Mix the corn starch with the cold water and stir together. Pour in the boiling water and stir between each cup. Keep stirring for a bit until it turns into the desired goopy-ness. Separate into jars and add coloring.


Wednesday, August 14, 2013

A Fresh Start

It’s been a busy couple of years—I got my doctorate, I found a job, I gave up a job, I found another job, I had a son, I quit a job, and now I’m looking for a new job. But I’m back!

In the spirit of new beginnings, I’m repurposing this blog as a place where I think about how to make sense of all the different pieces of my life right now: work (politics), food (recipes), family (kids and products), home (DC), dreams (travel), interests (feminism) and obsession (pregnancy). That last one probably takes a bit more explanation.

My pregnancy with my son Desmond blew me away. I had never exactly looked forward to being pregnant and I had a suspicion as to why. As soon as I became pregnant, it was confirmed. The pregnant 'condition' was one of neurosis, restrictions and warnings. There were a lot of decisions to be made, for sure, but it seemed like women were not in charge of their own pregnancies. I became sort of obsessed with researching the roots of debates—from debates over insurance restrictions that chose obstetricians over midwives, to what sort of deli meats I wasn’t allowed to order at Potbelly’s.

So I’m putting all that work into a book project called The Political Pregnancy.  I tell the story of my nine month pregnancy, discovering a new political debate each month.
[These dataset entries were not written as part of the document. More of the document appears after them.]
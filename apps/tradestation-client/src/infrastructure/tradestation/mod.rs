//! TradeStation v3 Adapter
//!
//! Implementation of `BrokerageApi` for TradeStation with:
//! - OAuth refresh-token exchange with single-flight refresh
//! - Bar chart fetches, including multi-symbol fan-out with per-symbol outcomes
//! - NDJSON bar and quote streams with exponential-backoff reconnect
//! - Bracket order placement, positions and balances

mod accounts;
mod api_types;
mod auth;
mod bars;
mod client;
mod config;
mod http_client;
mod market_data;
mod orders;
mod reconnect;
mod streaming;

pub use auth::AccessToken;
pub use bars::{parse_bar, parse_bars, parse_timestamp};
pub use client::TradeStationClient;
pub use config::{
    ConfigError, Credentials, DEFAULT_API_URL, DEFAULT_BASE_URL, StreamSettings,
    TradeStationConfig,
};
pub use reconnect::{BackoffConfig, ReconnectBackoff};
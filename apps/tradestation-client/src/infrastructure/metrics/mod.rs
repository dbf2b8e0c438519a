//! Prometheus Metrics Module
//!
//! # Metrics Categories
//!
//! - **Auth**: token refreshes
//! - **Requests**: REST calls and per-symbol fetch failures by operation
//! - **Streams**: records delivered and reconnects by stream kind
//!
//! Counters are no-ops until [`init_metrics`] installs a recorder.

use std::net::{Ipv4Addr, SocketAddr};
use std::sync::OnceLock;

use metrics::{counter, describe_counter};
use metrics_exporter_prometheus::{PrometheusBuilder, PrometheusHandle};

// =============================================================================
// Configuration
// =============================================================================

/// Metrics exporter configuration.
#[derive(Debug, Clone, Default, PartialEq, Eq)]
pub struct MetricsConfig {
    /// Address of the `/metrics` HTTP listener; `None` keeps metrics in-process.
    pub listen_addr: Option<SocketAddr>,
}

impl MetricsConfig {
    /// Read `TS_METRICS_PORT`; unset or unparseable disables the listener.
    #[must_use]
    pub fn from_env() -> Self {
        Self::from_lookup(|key| std::env::var(key).ok())
    }

    /// Build from an arbitrary variable source.
    #[must_use]
    pub fn from_lookup<F>(lookup: F) -> Self
    where
        F: Fn(&str) -> Option<String>,
    {
        let listen_addr = lookup("TS_METRICS_PORT")
            .and_then(|v| v.trim().parse::<u16>().ok())
            .map(|port| SocketAddr::from((Ipv4Addr::UNSPECIFIED, port)));
        Self { listen_addr }
    }
}

/// Error type for metrics operations.
#[derive(Debug, thiserror::Error)]
pub enum MetricsError {
    /// Failed to configure the exporter.
    #[error("metrics configuration error: {0}")]
    Configuration(String),
    /// Failed to install the recorder.
    #[error("metrics installation error: {0}")]
    Installation(String),
}

// =============================================================================
// Global Metrics Handle
// =============================================================================

static PROMETHEUS_HANDLE: OnceLock<PrometheusHandle> = OnceLock::new();

/// Install the Prometheus recorder and describe all metrics.
///
/// With a listen address, an HTTP exporter serving `/metrics` is spawned on
/// the current Tokio runtime. Subsequent calls return the handle installed by
/// the first.
///
/// # Errors
///
/// Returns an error if the listener cannot be bound or a global recorder is
/// already installed.
pub fn init_metrics(config: &MetricsConfig) -> Result<PrometheusHandle, MetricsError> {
    if let Some(handle) = PROMETHEUS_HANDLE.get() {
        return Ok(handle.clone());
    }

    let handle = match config.listen_addr {
        Some(addr) => {
            let (recorder, exporter) = PrometheusBuilder::new()
                .with_http_listener(addr)
                .build()
                .map_err(|e| MetricsError::Configuration(e.to_string()))?;
            let handle = recorder.handle();
            metrics::set_global_recorder(recorder)
                .map_err(|e| MetricsError::Installation(e.to_string()))?;
            tokio::spawn(async move {
                if let Err(e) = exporter.await {
                    tracing::error!(error = ?e, "Prometheus exporter stopped");
                }
            });
            tracing::info!(%addr, "Prometheus metrics exporter started");
            handle
        }
        None => PrometheusBuilder::new()
            .install_recorder()
            .map_err(|e| MetricsError::Installation(e.to_string()))?,
    };

    register_metrics();
    Ok(PROMETHEUS_HANDLE.get_or_init(|| handle).clone())
}

// =============================================================================
// Metric Registration
// =============================================================================

fn register_metrics() {
    describe_counter!(
        "tradestation_token_refreshes_total",
        "Successful OAuth refresh-token exchanges"
    );
    describe_counter!(
        "tradestation_requests_total",
        "REST requests issued, by operation"
    );
    describe_counter!(
        "tradestation_fetch_failures_total",
        "Failed fetches degraded to empty results, by operation"
    );
    describe_counter!(
        "tradestation_stream_reconnects_total",
        "Streaming reconnection attempts, by stream"
    );
    describe_counter!(
        "tradestation_stream_records_total",
        "Records delivered to stream consumers, by stream"
    );
}

// =============================================================================
// Metric Recording Functions
// =============================================================================

/// Operation label values.
#[derive(Debug, Clone, Copy, PartialEq, Eq)]
pub enum Operation {
    /// Single bar chart request.
    GetBars,
    /// Fixed 5-minute window per symbol/date pair.
    IntradayData,
    /// Date-range intraday fan-out.
    HistoricalIntraday,
    /// Today's 5-minute bars.
    CurrentDay,
    /// Daily bars.
    HistoricalDaily,
    /// Bracket entry.
    OpenPosition,
    /// Exit.
    ClosePosition,
    /// Positions query.
    Positions,
    /// Balances query.
    Balances,
}

impl Operation {
    /// Label value.
    #[must_use]
    pub const fn as_str(self) -> &'static str {
        match self {
            Self::GetBars => "get_bars",
            Self::IntradayData => "intraday_data",
            Self::HistoricalIntraday => "historical_intraday",
            Self::CurrentDay => "current_day",
            Self::HistoricalDaily => "historical_daily",
            Self::OpenPosition => "open_position",
            Self::ClosePosition => "close_position",
            Self::Positions => "positions",
            Self::Balances => "balances",
        }
    }
}

/// Stream label values.
#[derive(Debug, Clone, Copy, PartialEq, Eq)]
pub enum StreamKind {
    /// Bar chart stream.
    Bars,
    /// Quote stream.
    Quotes,
}

impl StreamKind {
    /// Label value.
    #[must_use]
    pub const fn as_str(self) -> &'static str {
        match self {
            Self::Bars => "bars",
            Self::Quotes => "quotes",
        }
    }
}

/// Record a successful token refresh.
pub fn record_token_refresh() {
    counter!("tradestation_token_refreshes_total").increment(1);
}

/// Record a REST request.
pub fn record_request(operation: Operation) {
    counter!("tradestation_requests_total", "operation" => operation.as_str()).increment(1);
}

/// Record a fetch that degraded to an empty result.
pub fn record_fetch_failure(operation: Operation) {
    counter!("tradestation_fetch_failures_total", "operation" => operation.as_str()).increment(1);
}

/// Record a streaming reconnection attempt.
pub fn record_reconnect(stream: StreamKind) {
    counter!("tradestation_stream_reconnects_total", "stream" => stream.as_str()).increment(1);
}

/// Record a record delivered to a stream consumer.
pub fn record_stream_record(stream: StreamKind) {
    counter!("tradestation_stream_records_total", "stream" => stream.as_str()).increment(1);
}

// =============================================================================
// Tests
// =============================================================================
I look at food and drink restrictions, parental leave entitlements, and childcare preparations, amongst other debates. And I try to explain the politics behind why we are where we are right now. When a Senate candidate can call ‘rape pregnancies’ a gift from God (yeah, what a charmer, right?), there’s no way that everyone thinks a pregnancy should be only a woman’s business—it is political and it is up for public debate. And some people are batshit insane, so I uncover some crazy episodes.

But back to the blog. I’m going to post things here that interest me right now. I’ll continue to post recipes and discuss food. But now I’ll also post some products that I think are cool, places I'd be interested to visit, fun kid-related ideas, and stories I come across while writing my book. It’s basically going to be my head for the next long while. Welcome to the umpteenth narcissistic blog! 

And, I’m not going to lie: a lot of it is going to focus on food!

So, let’s toast to a fresh start.

A rosemary scented grapefruit cocktail
  • 1/3 cup sugar
  • 1/2 cup water
  • 2-3 long sprigs rosemary
  • 4 cups fresh squeezed grapefruit juice*
  • 3 oz vodka
  • 2 oz Triple Sec
Photo courtesy of
1.     Make the rosemary syrup: In a small saucepan heat the sugar and water until the sugar has completely dissolved. Add rosemary, simmer for 5 minutes and turn off.
2.     Once cool, mix the rosemary syrup with juice, vodka and Triple Sec in a pitcher.
3.     Serve over ice with a rosemary “stirrer.”

*if using store-bought juice, which can be a little sweet, reduce sugar a bit.